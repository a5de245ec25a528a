//! Core model implementation for the autocomplete component.

use super::options::Options;
use super::types::{OutsideReleaseMsg, StatusTickMsg, Surface, Value};
use crate::a11y::StatusInput;
use crate::document::{Document, Listener, PointerEvent, PointerKind, Subscription, SubscriptionWatcher};
use crate::event::{Event, NodeId};
use crate::host::{Host, NoopHost};
use crate::key::KeyPress;
use crate::props::Props;
use crate::registry::Registry;
use crate::selection::Selection;
use crate::Component;
use bubbletea_rs::{tick, Cmd, KeyMsg, Msg};
use std::sync::atomic::{AtomicBool, AtomicUsize, Ordering};
use std::sync::Arc;

// Lets tick and pointer messages find the instance that scheduled them.
static LAST_ID: AtomicUsize = AtomicUsize::new(0);

fn next_id() -> usize {
    LAST_ID.fetch_add(1, Ordering::Relaxed) + 1
}

/// The interaction state of one autocomplete.
#[derive(Debug, Clone, PartialEq)]
pub struct State<V> {
    /// Whether the menu is shown and navigable.
    pub is_open: bool,
    /// Registry index of the highlighted item.
    pub highlighted_index: Option<usize>,
    /// Text in the input.
    pub input_value: String,
    /// The committed selection.
    pub selected_value: Selection<V>,
}

/// A headless autocomplete controller.
///
/// The model owns the interaction state and nothing visual. Each frame the
/// host calls [`Model::render`] with a function that builds its own element
/// tree from the prop bundles the model hands out; events on those elements
/// come back through [`Model::dispatch`], key messages and timer ticks
/// through [`Model::update`]. Every entry point returns the command that
/// schedules the debounced accessibility status, if one is due.
///
/// # Examples
///
/// ```rust
/// use bubbletea_autocomplete::autocomplete::{new, Change, Options};
/// use bubbletea_autocomplete::element::Element;
/// use bubbletea_autocomplete::props::Props;
///
/// let mut ac = new(Options::new(|_: &Change<&'static str>| {}));
/// let fruits = ["apple", "banana", "cherry"];
///
/// let tree = ac
///     .render(|ctx| {
///         let items: Vec<_> = fruits
///             .iter()
///             .enumerate()
///             .map(|(i, f)| Element::intrinsic("li").props(ctx.item_props(i, *f, Props::new())).text(*f))
///             .collect();
///         Element::intrinsic("div")
///             .props(ctx.root_props(Props::new()))
///             .child(Element::intrinsic("input").props(ctx.input_props(Props::new())))
///             .child(Element::intrinsic("ul").children(items))
///     })
///     .expect("root props were applied");
///
/// assert_eq!(ac.registry().len(), 3);
/// assert!(tree.is_intrinsic());
///
/// ac.select_item("banana");
/// assert_eq!(ac.input_value(), "banana");
/// assert!(!ac.is_open());
/// ```
pub struct Model<V: Value> {
    pub(super) id: usize,
    pub(super) state: State<V>,
    pub(super) options: Options<V>,
    pub(super) host: Box<dyn Host>,
    pub(super) registry: Registry<V>,
    pub(super) root_node: NodeId,
    pub(super) pointer_down: Arc<AtomicBool>,
    pub(super) subscription: Option<SubscriptionWatcher>,
    pub(super) focus: Option<Surface>,
    status_tag: usize,
    status_snapshot: (Option<usize>, Selection<V>),
}

/// Creates an autocomplete whose host ignores scroll, focus and status
/// requests.
pub fn new<V: Value>(options: Options<V>) -> Model<V> {
    Model::new(options, NoopHost)
}

impl<V: Value> Model<V> {
    /// Creates an autocomplete with the given options and host.
    ///
    /// The selection starts at the configured default and the input shows
    /// its display text. The menu is closed and nothing is highlighted.
    pub fn new(options: Options<V>, host: impl Host + 'static) -> Self {
        let selected_value = options.initial_selection();
        let input_value = selected_value.display(|v| (options.get_value)(v));
        Self {
            id: next_id(),
            state: State {
                is_open: false,
                highlighted_index: None,
                input_value,
                selected_value: selected_value.clone(),
            },
            options,
            host: Box::new(host),
            registry: Registry::default(),
            root_node: NodeId::next(),
            pointer_down: Arc::new(AtomicBool::new(false)),
            subscription: None,
            focus: None,
            status_tag: 0,
            status_snapshot: (None, selected_value),
        }
    }

    /// Unique id of this instance, carried by its messages.
    pub fn id(&self) -> usize {
        self.id
    }

    /// The node id the root bundle references.
    pub fn root_node(&self) -> NodeId {
        self.root_node
    }

    /// A snapshot of the interaction state.
    pub fn state(&self) -> &State<V> {
        &self.state
    }

    /// Whether the menu is open.
    pub fn is_open(&self) -> bool {
        self.state.is_open
    }

    /// The highlighted registry index.
    pub fn highlighted_index(&self) -> Option<usize> {
        self.state.highlighted_index
    }

    /// The input text.
    pub fn input_value(&self) -> &str {
        &self.state.input_value
    }

    /// The committed selection.
    pub fn selected_value(&self) -> &Selection<V> {
        &self.state.selected_value
    }

    /// Items rendered by the last render pass.
    pub fn registry(&self) -> &Registry<V> {
        &self.registry
    }

    /// The value rendered under `index` in the last render pass.
    pub fn item_from_index(&self, index: usize) -> Option<&V> {
        self.registry.get(index).map(|e| &e.value)
    }

    /// Display text of a value, via the configured projection.
    pub fn display_value(&self, value: &V) -> String {
        (self.options.get_value)(value)
    }

    /// Display text of the current selection.
    pub(super) fn selection_text(&self) -> String {
        self.state
            .selected_value
            .display(|v| (self.options.get_value)(v))
    }

    /// Whether the pointer is currently held down anywhere in the document.
    pub fn is_pointer_down(&self) -> bool {
        self.pointer_down.load(Ordering::SeqCst)
    }

    /// Which surface receives routed key messages.
    pub fn focused_surface(&self) -> Option<Surface> {
        self.focus
    }

    /// Routes key messages to the toggle button.
    pub fn focus_button(&mut self) {
        self.focus = Some(Surface::Button);
    }

    /// Whether the document listeners are installed and status messages
    /// may be published.
    pub fn is_mounted(&self) -> bool {
        self.subscription.as_ref().is_some_and(|s| s.is_active())
    }

    /// Activates the instance: installs the document listeners that track
    /// pointer presses and detect releases outside the root.
    ///
    /// Mounting again tears down the previous listeners first, so a model
    /// never has more than one set installed. The returned subscription is
    /// the teardown handle; pass it to [`Model::unmount`] or unsubscribe it
    /// directly.
    pub fn mount(&mut self, document: &Document) -> Subscription {
        if let Some(previous) = self.subscription.take() {
            previous.cancel();
        }
        self.pointer_down.store(false, Ordering::SeqCst);

        let down_flag = Arc::clone(&self.pointer_down);
        let on_down: Listener = Arc::new(move |_: &PointerEvent| -> Option<Msg> {
            down_flag.store(true, Ordering::SeqCst);
            None
        });

        let up_flag = Arc::clone(&self.pointer_down);
        let root = self.root_node;
        let id = self.id;
        let on_up: Listener = Arc::new(move |event: &PointerEvent| -> Option<Msg> {
            up_flag.store(false, Ordering::SeqCst);
            if event.is_within(root) {
                None
            } else {
                Some(Box::new(OutsideReleaseMsg { id }) as Msg)
            }
        });

        let subscription =
            document.subscribe(vec![(PointerKind::Down, on_down), (PointerKind::Up, on_up)]);
        self.subscription = Some(subscription.watcher());
        tracing::debug!(id = self.id, "autocomplete mounted");
        subscription
    }

    /// Deactivates the instance: removes the document listeners and drops
    /// any status message still waiting on its debounce.
    pub fn unmount(&mut self, subscription: Subscription) {
        subscription.unsubscribe();
        if let Some(watcher) = self.subscription.take() {
            watcher.cancel();
        }
        self.cancel_status();
        tracing::debug!(id = self.id, "autocomplete unmounted");
    }

    /// Drops the pending status message, if any.
    pub fn cancel_status(&mut self) {
        self.status_tag += 1;
    }

    /// Runs the handler of `props` that matches the event, then flushes.
    pub fn dispatch(&mut self, props: &Props<Model<V>>, event: &mut Event) -> Option<Cmd> {
        props.dispatch(self, event);
        self.flush()
    }

    /// The bubbletea update hook.
    ///
    /// Handles key messages for the focused surface, the status debounce
    /// tick and outside-release notices from the document subscription.
    /// Key messages go straight to the built-in key tables; caller handlers
    /// on the element bundles only see events delivered via
    /// [`Model::dispatch`].
    pub fn update(&mut self, msg: Msg) -> Option<Cmd> {
        if let Some(key_msg) = msg.downcast_ref::<KeyMsg>() {
            let mut event = Event::key_down(KeyPress::from(key_msg));
            match self.focus {
                Some(Surface::Input) => self.input_key_down(&mut event),
                Some(Surface::Button) => self.button_key_down(&mut event),
                None => {}
            }
        } else if let Some(tick_msg) = msg.downcast_ref::<StatusTickMsg>() {
            self.handle_status_tick(tick_msg);
        } else if let Some(outside) = msg.downcast_ref::<OutsideReleaseMsg>() {
            if outside.id == self.id {
                tracing::debug!(id = self.id, "pointer released outside root");
                self.reset();
            }
        }
        self.flush()
    }

    /// Compares the highlight and selection with the previous flush and,
    /// when either changed, restarts the status debounce.
    ///
    /// Every entry point of the model calls this before returning. Hosts
    /// that call action methods directly should call it afterwards and run
    /// the returned command.
    pub fn flush(&mut self) -> Option<Cmd> {
        if self.status_snapshot.0 == self.state.highlighted_index
            && self.status_snapshot.1 == self.state.selected_value
        {
            return None;
        }
        self.status_snapshot = (
            self.state.highlighted_index,
            self.state.selected_value.clone(),
        );
        Some(self.status_cmd())
    }

    fn status_cmd(&mut self) -> Cmd {
        self.status_tag += 1;
        let id = self.id;
        let tag = self.status_tag;
        tick(self.options.status_debounce, move |_| {
            Box::new(StatusTickMsg { id, tag }) as Msg
        })
    }

    fn handle_status_tick(&mut self, msg: &StatusTickMsg) {
        if msg.id != self.id {
            return;
        }
        if msg.tag != self.status_tag || !self.is_mounted() {
            tracing::trace!(id = self.id, tag = msg.tag, "stale status tick dropped");
            return;
        }
        let message = self.status_message();
        tracing::debug!(id = self.id, %message, "a11y status");
        self.host.set_a11y_status(&message);
    }

    /// The status message for the current highlight and rendered items.
    pub fn status_message(&self) -> String {
        let highlighted = self
            .state
            .highlighted_index
            .and_then(|i| self.registry.get(i))
            .map(|e| &e.value);
        let get_value = |v: &V| (self.options.get_value)(v);
        (self.options.status_message)(&StatusInput {
            result_count: self.registry.len(),
            highlighted_item: highlighted,
            get_value: &get_value,
        })
    }

    #[cfg(test)]
    pub(super) fn status_tag(&self) -> usize {
        self.status_tag
    }
}

impl<V: Value> Component for Model<V> {
    fn focus(&mut self) -> Option<Cmd> {
        self.focus = Some(Surface::Input);
        None
    }

    fn blur(&mut self) {
        if self.focus == Some(Surface::Input) {
            self.input_blur();
        }
        self.focus = None;
    }

    fn focused(&self) -> bool {
        self.focus.is_some()
    }
}

impl<V: Value> std::fmt::Debug for Model<V>
where
    V: std::fmt::Debug,
{
    fn fmt(&self, f: &mut std::fmt::Formatter<'_>) -> std::fmt::Result {
        f.debug_struct("Model")
            .field("id", &self.id)
            .field("state", &self.state)
            .field("registry", &self.registry)
            .field("focus", &self.focus)
            .finish()
    }
}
◇ ◇ ◇
* [YOUR GOAL]:
Read the data above. Pull out each line in which the string "through" appears.

* [ANSWER SPACE]:
/// come back through [`Model::dispatch`], key messages and timer ticks
/// through [`Model::update`]. Every entry point returns the command that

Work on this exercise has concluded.